2003-09-09 Thread Dan Sugalski
On Tue, 9 Sep 2003, Leopold Toetsch wrote:

 Dan Sugalski [EMAIL PROTECTED] wrote:
  On Tue, 9 Sep 2003, Leopold Toetsch wrote:
 
  BTW PerlInt.divide() always yields a PerlNum, this seems bogus to me.
  I think we need some clarification for the PerlNum implementation.
 
  That's right--perl math always ends up as floats.
 
 I'm not sure:

   FLAGS = (NOK,READONLY,pIOK,pNOK)
   FLAGS = (IOK,NOK,READONLY,pIOK,pNOK)

 AFAIK is (IOK, pIOK) the same as a real IV.

Internally it's sometimes not a float in new versions of perl, as Nicholas
pointed out, but unless the 'use integer' pragma's in effect, the math is 
treated as if it were a floating point operation.

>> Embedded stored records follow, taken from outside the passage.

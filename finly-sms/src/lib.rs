//! finly-sms: rule-based extraction of transactions from bank SMS text.
//!
//! The pipeline is four stages: a financial-relevance filter, an ordered
//! type/amount rule table, best-effort merchant/account extraction, and
//! description + category synthesis. Every stage is a pure function of the
//! message text; the only shared state is the fixed rule tables, compiled
//! once per process.

pub mod candidate;
pub mod context;
pub mod describe;
pub mod filter;
pub mod parser;
pub mod rules;

pub use candidate::CandidateTransaction;
pub use context::{extract_account, extract_merchant};
pub use describe::{auto_category, synthesize_description};
pub use filter::is_financially_relevant;
pub use parser::parse_sms_transaction;
pub use rules::extract_kind_and_amount;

The IOK flag is an indication that the integer cache slot is valid--it
means that perl realized that the operation produces an integral value and 
filled in the slot appropriately.

For us, teh equivalent would be returning a PerlInt if we find the 
result produces an integral value, and a PerlNum if it doesn't. (Assuming, 
of course, that the operation took place on two perl-style PMCs, as other 
languages may have different rules on what happens)

Dan



Missing Ops

2003-09-08 Thread Leopold Toetsch
While playing with YAL (Yet Another Language) I'm discovering a lot of 
asymmetries in ops files:

neg_p is missing (neg_p_p only, but neg_i is there)
mod_p_p_i, mod_p_p_n  are missing (add, sub, ... have these variants)
keyed assign ops are missing (set only)
The question is what to do:
1) should these ops just be implemented or
2) should the assembler work around missing ops
3) should each HLL work around missing ops
leo



Re: Missing Ops

2003-09-08 Thread Leon Brocard
Leopold Toetsch sent the following bits through the ether:

 1) should these ops just be implemented or

At this point we want to make it really easy to target parrot. I know
it's not hard to work around these exceptions, but I reckon
implementing the complete set of ops for now would be a good idea. We
can always move the logic into the assembler later if we decide to
prune ops.

ObLeonBrocard: he just be restin', arrr
-- 
Leon Brocard.http://www.astray.com/
scribot.http://www.scribot.com/

... I was young, I needed the money


Re: Missing Ops

2003-09-08 Thread Dan Sugalski
On Mon, 8 Sep 2003, Leopold Toetsch wrote:

 While playing with YAL (Yet Another Language) I'm discovering a lot of 
 asymmetries in ops files:
 
 neg_p is missing (neg_p_p only, but neg_i is there)
 mod_p_p_i, mod_p_p_n  are missing (add, sub, ... have these variants)
 keyed assign ops are missing (set only)
 
 The question is what to do:
 1) should these ops just be implemented or

This one. We can consider pruning out unused variants later, after we've 
been up and running and have reasonable HLL output to check against.